As seen in Fig. 4, the values of \({\delta }_{\max }\) that lead to the greatest reduction of the MAE are independent of the number of additionally generated structures a and are close to \({\delta }_{\max }=0.01\) Å. If the displacement parameter is chosen too large, the first-order Taylor expansion is no longer a good approximation and the force error increases. Additionally, the MAE decreases with increasing number of generated structures until a multiple of a = 22 has been reached. For multiples a greater than 22 no significant further improvement was found. Based on this analysis we conclude that, for the train_0500 reference dataset, the optimal parameter choice that leads to the smallest MAE with the Taylor-expansion approach is a = 22 and \({\delta }_{\max }\) = 0.008 Å.

The optimization of the meta-parameters was repeated for the larger training sets train_1000 and train_2000 and for the second Taylor-expansion displacement strategy (A), and the optimal parameters are given in Table S1 in the Supplementary Information. In summary, the optimal displacement δ and multiple a do not appear to depend on the size of the reference dataset. Out of the considered values, the optimal multiple of generated structures is a = 22, and optimal displacements are δ(A) = 0.03 Å for strategy (A) and δ(B) = 0.008 Å for strategy (B). The heatmaps in Supplementary Fig. 1 show the similarity of the error in the force direction for varying displacements.

Energy and force training with the Taylor-expansion approach

Using the optimal parameters for the displacement δ and fraction of generated structures a for each of the three reference datasets and both displacement strategies, we studied the errors in the prediction of the atomic forces in order to compare both displacement strategies with each other, and to quantify the improvement of the predicted forces with respect to the conventional approach where only total energies of the reference structures are fitted.

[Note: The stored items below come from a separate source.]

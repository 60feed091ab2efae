use serde::{Deserialize, Serialize};

/// A key-down event as reported by the host page.
#[derive(Debug, Clone, Default, PartialEq, Eq, Serialize, Deserialize)]
pub struct KeyPress {
    pub key: String,
    #[serde(default)]
    pub ctrl: bool,
    #[serde(default)]
    pub meta: bool,
    #[serde(default)]
    pub shift: bool,
    #[serde(default)]
    pub alt: bool,
}

impl KeyPress {
    pub fn new(key: impl Into<String>) -> KeyPress {
        KeyPress {
            key: key.into(),
            ..Default::default()
        }
    }

    pub fn with_ctrl(mut self) -> KeyPress {
        self.ctrl = true;
        self
    }

    pub fn with_meta(mut self) -> KeyPress {
        self.meta = true;
        self
    }
}

pub fn is_submit_key(key: &KeyPress) -> bool {
    key.key == "Enter"
}

/// Ctrl+K or Cmd+K, from anywhere on the page.
pub fn is_focus_shortcut(key: &KeyPress) -> bool {
    (key.ctrl || key.meta) && key.key == "k"
}
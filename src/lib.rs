pub mod api;
pub mod client;
pub mod config;
pub mod controller;
pub mod data_models;
pub mod error;
pub mod render;
pub mod session;
pub mod shortcut;
pub mod view;
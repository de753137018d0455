//! Deterministic simulation module
//!
//! All gameplay logic lives here. This module must be pure and deterministic:
//! - Fixed timestep only
//! - Stable iteration order (by entity ID)
//! - No rendering or platform dependencies

pub mod collision;
pub mod entity;
pub mod physics;
pub mod scene;
pub mod tick;

pub use collision::{CollisionResult, ball_border_collision, ball_rect_collision, bounce};
pub use entity::{Aabb, Body, BrickColor, Entity, EntityId, EntityKind, Shape};
pub use physics::{Arena, Contact, PhysicsWorld};
pub use scene::{BRICK_ROW_LAYOUT, BrickRow, GameEvent, GamePhase, GameScene, ball_spawn_point};
pub use tick::{Stepper, TickInput, tick};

Figure 5a compares the distribution of absolute force errors in the validation set after training on the train_0500 set with and without force information. As seen in the figure, the errors in the absolute force are drastically reduced by both displacement strategies. Especially the tail of the error distribution with errors greater than 1.0 eV/Å has nearly disappeared for the ANN potentials that were trained using the Taylor-expansion approach. In addition, the prediction of the direction of the force vectors also improves distinctly, as seen in Fig. 5c–e. Comparing the results obtained with the Taylor-expansion approach to those for conventional energy training (Fig. 3b–d), a general decrease of the error in the predicted forces can be observed that is also reflected by a reduction of the MAE.

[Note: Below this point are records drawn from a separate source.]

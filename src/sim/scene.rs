//! The game scene: entities, contact rules, and score/level/game-over state
//!
//! The scene owns the physics world and is the only thing that creates or
//! destroys entities. The live ball's id lives inside `GamePhase::Playing`, so
//! a ball exists exactly when play is active.

use glam::Vec2;
use serde::{Deserialize, Serialize};

use super::entity::{Body, BrickColor, EntityId, EntityKind, Shape};
use super::physics::{Arena, Contact, PhysicsWorld};
use crate::consts::*;

/// One row of the brick grid
#[derive(Debug, Clone, Copy, PartialEq)]
pub struct BrickRow {
    pub color: BrickColor,
    /// Row height is arena height divided by this
    pub height_divisor: f32,
}

/// Row layout, top row first (closest to the paddle last)
pub const BRICK_ROW_LAYOUT: [BrickRow; BRICK_ROWS] = [
    BrickRow { color: BrickColor::Red, height_divisor: 1.14 },
    BrickRow { color: BrickColor::Red, height_divisor: 1.17 },
    BrickRow { color: BrickColor::Orange, height_divisor: 1.202 },
    BrickRow { color: BrickColor::Orange, height_divisor: 1.235 },
    BrickRow { color: BrickColor::Green, height_divisor: 1.272 },
    BrickRow { color: BrickColor::Green, height_divisor: 1.310 },
    BrickRow { color: BrickColor::Yellow, height_divisor: 1.350 },
    BrickRow { color: BrickColor::Yellow, height_divisor: 1.392 },
];

/// Current phase of gameplay
#[derive(Debug, Clone, Copy, PartialEq, Eq, Serialize, Deserialize)]
pub enum GamePhase {
    /// Active gameplay with the given live ball
    Playing { ball: EntityId },
    /// Ball went past the paddle; only a restart leaves this phase
    GameOver,
}

/// Things that happened inside the scene, drained by the presentation layer
#[derive(Debug, Clone, Copy, PartialEq, Eq)]
pub enum GameEvent {
    NewGame,
    BrickDestroyed { color: BrickColor, score: u32 },
    /// Grid cleared; `level` is the level now starting
    LevelCleared { level: u32 },
    GameOver { score: u32, level: u32 },
}

/// A contact the scene cares about, with the ball already identified
enum BallContact {
    Brick { ball: EntityId, brick: EntityId, color: BrickColor },
    Floor { ball: EntityId },
}

pub struct GameScene {
    world: PhysicsWorld,
    level: u32,
    score: u32,
    phase: GamePhase,
    paddle: EntityId,
    floor: EntityId,
    events: Vec<GameEvent>,
}

impl GameScene {
    /// Build the arena and start the first game
    pub fn new(arena: Arena) -> Self {
        // Placeholder ids; start_new_game replaces them
        let mut scene = Self {
            world: PhysicsWorld::new(arena),
            level: 1,
            score: 0,
            phase: GamePhase::GameOver,
            paddle: EntityId(0),
            floor: EntityId(0),
            events: Vec::new(),
        };
        scene.start_new_game();
        scene
    }

    /// Reset level and score and replace every entity with a fresh one
    pub fn start_new_game(&mut self) {
        self.world.clear();
        self.level = 1;
        self.score = 0;
        self.make_ball();
        self.make_paddle();
        self.make_bricks();
        self.make_floor();
        self.events.push(GameEvent::NewGame);

        let arena = self.world.arena();
        log::info!("New game: {} bricks, arena {}x{}", self.brick_count(), arena.width, arena.height);
    }

    /// Replace the ball with a fresh one at the spawn point and launch it
    pub fn make_ball(&mut self) -> EntityId {
        if let GamePhase::Playing { ball } = self.phase {
            self.world.despawn(ball);
        }
        let ball = spawn_ball(&mut self.world);
        self.phase = GamePhase::Playing { ball };
        ball
    }

    /// Add a full grid of bricks
    pub fn make_bricks(&mut self) {
        spawn_bricks(&mut self.world);
    }

    /// Add one row of bricks at height `y`
    pub fn make_rows(&mut self, color: BrickColor, y: f32) {
        spawn_row(&mut self.world, color, y);
    }

    /// Replace the paddle with a fresh one at the centre
    pub fn make_paddle(&mut self) -> EntityId {
        self.world.despawn(self.paddle);
        self.paddle = spawn_paddle(&mut self.world);
        self.paddle
    }

    /// Replace the floor sensor
    pub fn make_floor(&mut self) -> EntityId {
        self.world.despawn(self.floor);
        self.floor = spawn_floor(&mut self.world);
        self.floor
    }

    /// Horizontal drag: move the paddle under the finger, clamped to the arena
    pub fn touch_moved(&mut self, x: f32) {
        if !x.is_finite() {
            return;
        }
        let arena = self.world.arena();
        let min_x = PADDLE_EDGE_INSET;
        let max_x = (arena.width - PADDLE_EDGE_INSET).max(min_x);
        if let Some(paddle) = self.world.get_mut(self.paddle) {
            paddle.pos = Vec2::new(x.clamp(min_x, max_x), PADDLE_Y);
        }
    }

    /// Contact-begin handler. Pair order does not matter.
    pub fn did_begin(&mut self, contact: Contact) {
        match self.classify(contact) {
            Some(BallContact::Brick { ball, brick, color }) => {
                self.remove_brick(brick);
                self.update_score(1);
                self.events.push(GameEvent::BrickDestroyed {
                    color,
                    score: self.score,
                });
                log::debug!("Brick {:?} ({}) destroyed, score {}", brick, color.as_str(), self.score);

                if self.brick_count() == 0 {
                    self.world.despawn(ball);
                    self.level += 1;
                    self.events.push(GameEvent::LevelCleared { level: self.level });
                    log::info!("Level cleared! Now on level {} (score {})", self.level, self.score);

                    self.make_ball();
                    self.make_bricks();
                }
            }
            Some(BallContact::Floor { ball }) => {
                self.world.despawn(ball);
                self.phase = GamePhase::GameOver;
                self.events.push(GameEvent::GameOver {
                    score: self.score,
                    level: self.level,
                });
                log::info!("Game over at level {} with score {}", self.level, self.score);
            }
            None => {}
        }
    }

    /// Resolve a contact into one the scene handles
    ///
    /// Only the live ball counts, and both bodies must still exist.
    fn classify(&self, contact: Contact) -> Option<BallContact> {
        let GamePhase::Playing { ball } = self.phase else {
            return None;
        };
        let other = if contact.a == ball {
            contact.b
        } else if contact.b == ball {
            contact.a
        } else {
            return None;
        };
        self.world.get(ball)?;

        match self.world.get(other)?.kind {
            EntityKind::Brick { color } => Some(BallContact::Brick {
                ball,
                brick: other,
                color,
            }),
            EntityKind::Floor => Some(BallContact::Floor { ball }),
            EntityKind::Ball | EntityKind::Paddle => None,
        }
    }

    /// Remove a brick. Returns false if it was already gone or is not a brick.
    pub fn remove_brick(&mut self, id: EntityId) -> bool {
        match self.world.get(id) {
            Some(entity) if entity.kind.is_brick() => self.world.despawn(id).is_some(),
            _ => false,
        }
    }

    pub fn update_score(&mut self, delta: u32) {
        self.score = self.score.saturating_add(delta);
    }

    pub fn level(&self) -> u32 {
        self.level
    }

    pub fn score(&self) -> u32 {
        self.score
    }

    pub fn is_game_over(&self) -> bool {
        self.phase == GamePhase::GameOver
    }

    pub fn phase(&self) -> GamePhase {
        self.phase
    }

    /// The live ball, if play is active
    pub fn ball(&self) -> Option<EntityId> {
        match self.phase {
            GamePhase::Playing { ball } => Some(ball),
            GamePhase::GameOver => None,
        }
    }

    pub fn paddle(&self) -> EntityId {
        self.paddle
    }

    pub fn floor(&self) -> EntityId {
        self.floor
    }

    /// Current paddle centre x
    pub fn paddle_x(&self) -> f32 {
        self.world
            .get(self.paddle)
            .map(|p| p.pos.x)
            .unwrap_or_else(|| self.world.arena().center_x())
    }

    pub fn brick_count(&self) -> usize {
        self.world.count(|e| e.kind.is_brick())
    }

    pub fn world(&self) -> &PhysicsWorld {
        &self.world
    }

    pub(crate) fn world_mut(&mut self) -> &mut PhysicsWorld {
        &mut self.world
    }

    /// Take all events queued since the last drain
    pub fn drain_events(&mut self) -> Vec<GameEvent> {
        std::mem::take(&mut self.events)
    }
}

/// Ball spawn point for an arena
pub fn ball_spawn_point(arena: Arena) -> Vec2 {
    Vec2::new(arena.center_x(), arena.height / BALL_SPAWN_DIVISOR)
}

fn spawn_ball(world: &mut PhysicsWorld) -> EntityId {
    let pos = ball_spawn_point(world.arena());
    let ball = world.spawn(
        EntityKind::Ball,
        Shape::Circle { radius: BALL_RADIUS },
        pos,
        Body::ball(),
    );
    world.apply_impulse(ball, BALL_LAUNCH_IMPULSE, BALL_MASS);
    ball
}

fn spawn_paddle(world: &mut PhysicsWorld) -> EntityId {
    let x = world.arena().center_x();
    world.spawn(
        EntityKind::Paddle,
        Shape::rect(PADDLE_WIDTH, PADDLE_HEIGHT),
        Vec2::new(x, PADDLE_Y),
        Body::paddle(),
    )
}

fn spawn_floor(world: &mut PhysicsWorld) -> EntityId {
    let arena = world.arena();
    world.spawn(
        EntityKind::Floor,
        Shape::rect(arena.width, FLOOR_HEIGHT),
        Vec2::new(arena.center_x(), FLOOR_Y),
        Body::floor(),
    )
}

fn spawn_bricks(world: &mut PhysicsWorld) {
    let height = world.arena().height;
    for row in &BRICK_ROW_LAYOUT {
        spawn_row(world, row.color, height / row.height_divisor);
    }
}

fn spawn_row(world: &mut PhysicsWorld, color: BrickColor, y: f32) {
    let row_width = BRICK_PITCH * BRICKS_PER_ROW as f32;
    let x_offset = (world.arena().width - row_width) / 2.0;

    for i in 0..BRICKS_PER_ROW {
        let x = x_offset + (i as f32 + 0.5) * BRICK_PITCH;
        world.spawn(
            EntityKind::Brick { color },
            Shape::rect(BRICK_WIDTH, BRICK_HEIGHT),
            Vec2::new(x, y),
            Body::brick(),
        );
    }
}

Fig. 5: Impact of force training on the ANN force prediction errors for clusters of six water molecules.
figure 5

a Force error distribution for training on the train_0500 training set only with energy information (Energy training, red shade) and using approximate force training with the Taylor-expansion approach and the Cartesian (green crosses) and random (blue triangles) displacement strategies. b The same data as in panel a but in addition the error distribution resulting from direct (exact) force training is shown as thick black line. ce Frequency of occurrence of a given error in the direction of the force in degrees as a function of the absolute atomic force, using approximate force training with the Taylor-expansion approach. The optimal values for the displacement and the multiple a were used (Cartesian displacement: δ = 0.03 Å, a = 11, Random displacement: \({\delta }_{\max }=0.008\) Å, a = 22). All statistics shown are based on 10 ANN potentials trained for each scenario.

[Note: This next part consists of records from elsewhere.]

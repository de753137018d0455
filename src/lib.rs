//! Block Breaker - A single-screen brick breaker
//!
//! Core modules:
//! - `sim`: Deterministic simulation (entities, contacts, game scene)
//! - `hud`: Presentation layer (overlay text, best score, replay)
//! - `storage`: Key-value settings store (memory, file, LocalStorage)
//! - `best_score`: Persisted best score
//! - `settings`: Arena and simulation configuration

pub mod best_score;
pub mod hud;
pub mod settings;
pub mod sim;
pub mod storage;

pub use best_score::BestScore;
pub use hud::{App, GameOverOverlay, Overlay};
pub use settings::Settings;
pub use storage::{KeyValueStore, MemoryStore, StorageError};

/// Game configuration constants
pub mod consts {
    use glam::Vec2;

    /// Fixed simulation timestep (120 Hz for smooth physics)
    pub const SIM_DT: f32 = 1.0 / 120.0;
    /// Maximum substeps per frame to prevent spiral of death
    pub const MAX_SUBSTEPS: u32 = 8;
    /// Longest frame the stepper will try to catch up on (seconds)
    pub const MAX_FRAME_DT: f32 = 0.1;

    /// Default arena (portrait phone screen, in points)
    pub const DEFAULT_ARENA_WIDTH: f32 = 390.0;
    pub const DEFAULT_ARENA_HEIGHT: f32 = 844.0;

    /// Ball defaults
    pub const BALL_RADIUS: f32 = 12.0;
    /// Spawn height is arena height divided by this
    pub const BALL_SPAWN_DIVISOR: f32 = 1.6;
    /// Launch impulse applied to every freshly spawned ball
    pub const BALL_LAUNCH_IMPULSE: Vec2 = Vec2::new(8.0, -8.0);
    /// Ball mass; turns the launch impulse into ~320 pt/s per axis
    pub const BALL_MASS: f32 = 0.025;

    /// Paddle defaults
    pub const PADDLE_WIDTH: f32 = 120.0;
    pub const PADDLE_HEIGHT: f32 = 24.0;
    pub const PADDLE_Y: f32 = 40.0;
    /// Paddle centre may not come closer than this to either side wall
    pub const PADDLE_EDGE_INSET: f32 = 64.0;

    /// Floor sensor
    pub const FLOOR_Y: f32 = 12.0;
    pub const FLOOR_HEIGHT: f32 = 24.0;

    /// Brick grid
    pub const BRICK_WIDTH: f32 = 35.0;
    pub const BRICK_HEIGHT: f32 = 16.0;
    /// Horizontal distance between neighbouring brick centres
    pub const BRICK_PITCH: f32 = 50.0;
    pub const BRICKS_PER_ROW: usize = 8;
    pub const BRICK_ROWS: usize = 8;
    pub const BRICKS_PER_LEVEL: usize = BRICKS_PER_ROW * BRICK_ROWS;
}
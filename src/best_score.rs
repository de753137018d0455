//! Best score
//!
//! A single integer persisted in the key-value store under `bestScore`.
//! It only ever goes up.

use crate::storage::{self, KeyValueStore, StorageError};

#[derive(Debug, Clone, Copy, PartialEq, Eq, Default)]
pub struct BestScore {
    value: u32,
}

impl BestScore {
    /// Store key
    pub const STORAGE_KEY: &'static str = "bestScore";

    pub fn new(value: u32) -> Self {
        Self { value }
    }

    pub fn value(&self) -> u32 {
        self.value
    }

    /// Whether `score` would be a new best
    pub fn beaten_by(&self, score: u32) -> bool {
        score > self.value
    }

    /// Raise the best to `score` if it is strictly higher. Returns true if raised.
    pub fn record(&mut self, score: u32) -> bool {
        if !self.beaten_by(score) {
            return false;
        }
        self.value = score;
        true
    }

    /// Load from the store; missing or unreadable values count as 0
    pub fn load(store: &impl KeyValueStore) -> Self {
        match storage::load_json::<u32>(store, Self::STORAGE_KEY) {
            Some(value) => {
                log::info!("Loaded best score {}", value);
                Self { value }
            }
            None => {
                log::info!("No best score found, starting fresh");
                Self::default()
            }
        }
    }

    pub fn save(&self, store: &mut impl KeyValueStore) -> Result<(), StorageError> {
        storage::save_json(store, Self::STORAGE_KEY, &self.value)?;
        log::info!("Best score saved ({})", self.value);
        Ok(())
    }
}
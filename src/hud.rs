//! Presentation layer
//!
//! Owns the scene, turns its level/score/game-over state into overlay text,
//! and handles the "Play Again?" acknowledgment, which is the only place the
//! best score is written.

use crate::best_score::BestScore;
use crate::settings::Settings;
use crate::sim::{GameEvent, GameScene, Stepper, TickInput};
use crate::storage::KeyValueStore;

pub const GAME_OVER_BANNER: &str = "GAME OVER";
pub const PLAY_AGAIN_PROMPT: &str = "Play Again?";

/// Text shown over the arena
#[derive(Debug, Clone, PartialEq, Eq)]
pub struct Overlay {
    pub level_line: String,
    pub score_line: String,
    /// Present only once the ball has passed the paddle
    pub game_over: Option<GameOverOverlay>,
}

#[derive(Debug, Clone, PartialEq, Eq)]
pub struct GameOverOverlay {
    pub banner: String,
    /// Shown when the score beats the stored best (not yet saved)
    pub new_high_score: Option<String>,
    pub prompt: String,
}

impl Overlay {
    pub fn new(level: u32, score: u32, is_game_over: bool, best: BestScore) -> Self {
        let game_over = is_game_over.then(|| GameOverOverlay {
            banner: GAME_OVER_BANNER.to_string(),
            new_high_score: best
                .beaten_by(score)
                .then(|| format!("New High Score: {}", score)),
            prompt: PLAY_AGAIN_PROMPT.to_string(),
        });

        Self {
            level_line: format!("Level: {}", level),
            score_line: format!("Score: {}", score),
            game_over,
        }
    }
}

/// Game instance holding the scene, its clock, and the persisted best score
pub struct App<S: KeyValueStore> {
    scene: GameScene,
    stepper: Stepper,
    best: BestScore,
    settings: Settings,
    store: S,
}

impl<S: KeyValueStore> App<S> {
    /// Start a game using settings and best score from `store`
    pub fn new(store: S) -> Self {
        let settings = Settings::load(&store);
        Self::with_settings(store, settings)
    }

    /// Start a game with explicit settings (e.g. the host's screen size)
    pub fn with_settings(store: S, settings: Settings) -> Self {
        let settings = settings.validated();
        let best = BestScore::load(&store);
        let scene = GameScene::new(settings.arena());
        let stepper = Stepper::new(settings.max_substeps);
        Self {
            scene,
            stepper,
            best,
            settings,
            store,
        }
    }

    /// Advance by one rendered frame. Returns the number of fixed ticks run.
    pub fn frame(&mut self, frame_dt: f32, input: &TickInput) -> u32 {
        let ticks = self.stepper.advance(&mut self.scene, input, frame_dt);
        for event in self.scene.drain_events() {
            self.on_event(event);
        }
        ticks
    }

    fn on_event(&mut self, event: GameEvent) {
        match event {
            GameEvent::GameOver { score, level } => {
                if self.best.beaten_by(score) {
                    log::info!("New high score {} on level {} (previous {})", score, level, self.best.value());
                }
            }
            GameEvent::LevelCleared { level } => {
                log::debug!("Overlay now shows level {}", level);
            }
            GameEvent::BrickDestroyed { .. } | GameEvent::NewGame => {}
        }
    }

    pub fn overlay(&self) -> Overlay {
        Overlay::new(
            self.scene.level(),
            self.scene.score(),
            self.scene.is_game_over(),
            self.best,
        )
    }

    /// "Play Again?" tapped: save a beaten best score, then restart
    ///
    /// Ignored (returns false) while a game is still running.
    pub fn play_again(&mut self) -> bool {
        if !self.scene.is_game_over() {
            return false;
        }

        if self.best.record(self.scene.score()) {
            if let Err(e) = self.best.save(&mut self.store) {
                log::warn!("Failed to persist best score {}: {}", self.best.value(), e);
            }
        }

        self.scene.start_new_game();
        self.stepper.reset();
        true
    }

    pub fn level(&self) -> u32 {
        self.scene.level()
    }

    pub fn score(&self) -> u32 {
        self.scene.score()
    }

    pub fn is_game_over(&self) -> bool {
        self.scene.is_game_over()
    }

    pub fn best_score(&self) -> u32 {
        self.best.value()
    }

    pub fn scene(&self) -> &GameScene {
        &self.scene
    }

    pub fn settings(&self) -> &Settings {
        &self.settings
    }

    pub fn store(&self) -> &S {
        &self.store
    }

    #[cfg(test)]
    pub(crate) fn scene_mut(&mut self) -> &mut GameScene {
        &mut self.scene
    }
}

#[cfg(test)]
mod tests {
    use super::*;
    use crate::consts::*;
    use crate::sim::{Contact, EntityKind};
    use crate::storage::{MemoryStore, StorageError};

    fn end_game(app: &mut App<impl KeyValueStore>, score: u32) {
        let scene = app.scene_mut();
        scene.update_score(score);
        let ball = scene.ball().expect("live ball");
        let floor = scene.floor();
        scene.did_begin(Contact { a: ball, b: floor });
        assert!(app.is_game_over());
    }

    fn stored_best(store: &impl KeyValueStore) -> Option<String> {
        store.get(BestScore::STORAGE_KEY).unwrap()
    }

    #[test]
    fn test_overlay_during_play() {
        let app = App::new(MemoryStore::new());
        let overlay = app.overlay();
        assert_eq!(overlay.level_line, "Level: 1");
        assert_eq!(overlay.score_line, "Score: 0");
        assert!(overlay.game_over.is_none());
    }

    #[test]
    fn test_game_over_overlay_shows_unsaved_high_score() {
        let mut store = MemoryStore::new();
        BestScore::new(20).save(&mut store).unwrap();
        let mut app = App::new(store);
        assert_eq!(app.best_score(), 20);

        end_game(&mut app, 37);
        let overlay = app.overlay();
        assert_eq!(overlay.score_line, "Score: 37");
        let game_over = overlay.game_over.expect("game over overlay");
        assert_eq!(game_over.banner, "GAME OVER");
        assert_eq!(game_over.new_high_score.as_deref(), Some("New High Score: 37"));
        assert_eq!(game_over.prompt, "Play Again?");

        // Showing it does not persist it
        assert_eq!(stored_best(app.store()).as_deref(), Some("20"));
        assert_eq!(app.best_score(), 20);
    }

    #[test]
    fn test_play_again_saves_beaten_best_and_restarts() {
        let mut app = App::new(MemoryStore::new());
        end_game(&mut app, 37);

        assert!(app.play_again());
        assert_eq!(app.best_score(), 37);
        assert_eq!(stored_best(app.store()).as_deref(), Some("37"));
        assert!(!app.is_game_over());
        assert_eq!(app.level(), 1);
        assert_eq!(app.score(), 0);
        let world = app.scene().world();
        assert_eq!(world.count(|e| e.kind == EntityKind::Ball), 1);
        assert_eq!(app.scene().brick_count(), BRICKS_PER_LEVEL);
    }

    #[test]
    fn test_play_again_keeps_higher_best() {
        let mut store = MemoryStore::new();
        BestScore::new(50).save(&mut store).unwrap();
        let mut app = App::new(store);

        end_game(&mut app, 50);
        assert!(app.overlay().game_over.and_then(|g| g.new_high_score).is_none());
        assert!(app.play_again());
        assert_eq!(app.best_score(), 50);
        assert_eq!(stored_best(app.store()).as_deref(), Some("50"));
    }

    #[test]
    fn test_play_again_ignored_while_playing() {
        let mut app = App::new(MemoryStore::new());
        app.scene_mut().update_score(5);
        assert!(!app.play_again());
        assert_eq!(app.score(), 5);
        assert_eq!(stored_best(app.store()), None);
    }

    /// Store whose writes always fail
    #[derive(Default)]
    struct ReadOnlyStore(MemoryStore);

    impl KeyValueStore for ReadOnlyStore {
        fn get(&self, key: &str) -> Result<Option<String>, StorageError> {
            self.0.get(key)
        }

        fn set(&mut self, _key: &str, _value: &str) -> Result<(), StorageError> {
            Err(StorageError::Unavailable("read-only".to_string()))
        }

        fn remove(&mut self, _key: &str) -> Result<(), StorageError> {
            Err(StorageError::Unavailable("read-only".to_string()))
        }
    }

    #[test]
    fn test_play_again_survives_storage_failure() {
        let mut app = App::new(ReadOnlyStore::default());
        end_game(&mut app, 12);
        assert!(app.play_again());
        assert_eq!(app.best_score(), 12);
        assert!(!app.is_game_over());
    }

    #[test]
    fn test_frame_runs_fixed_ticks_until_game_over() {
        let mut app = App::with_settings(MemoryStore::new(), Settings::default());
        let input = TickInput {
            touch_x: Some(1000.0),
        };
        let mut frames = 0;
        while !app.is_game_over() && frames < 60 * 30 {
            let ticks = app.frame(1.0 / 60.0, &input);
            assert!(ticks <= MAX_SUBSTEPS);
            frames += 1;
        }
        assert!(app.is_game_over());
        assert!(app.overlay().game_over.is_some());
        // Frames after game over leave the score alone
        let score = app.score();
        app.frame(1.0 / 60.0, &input);
        assert_eq!(app.score(), score);
    }

    #[test]
    fn test_settings_from_store() {
        let mut store = MemoryStore::new();
        Settings::for_screen(430.0, 932.0).save(&mut store).unwrap();
        let app = App::new(store);
        assert_eq!(app.settings().arena_width, 430.0);
        assert_eq!(app.scene().world().arena().height, 932.0);
    }
}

Based on the error distributions in Fig. 5a, both displacement strategies perform nearly equally well. Displacing atoms along the Cartesian directions (strategy A) generating 5088 additional structures results in a slightly smaller improvement than displacing atoms in random directions (strategy B) generating 10,362 structures, but both Taylor-expansion strategies are a significant improvement over energy-only training. For the small water cluster system, the Cartesian displacement strategy requires generating far fewer additional structures than the random displacement approach. We found that this is not generally the case and instead depends on the number of atoms in the reference structures. With increasing structure size, the optimal multiple a increases more rapidly for displacement strategy (A), and thus for larger structures displacement strategy (B) becomes more efficient.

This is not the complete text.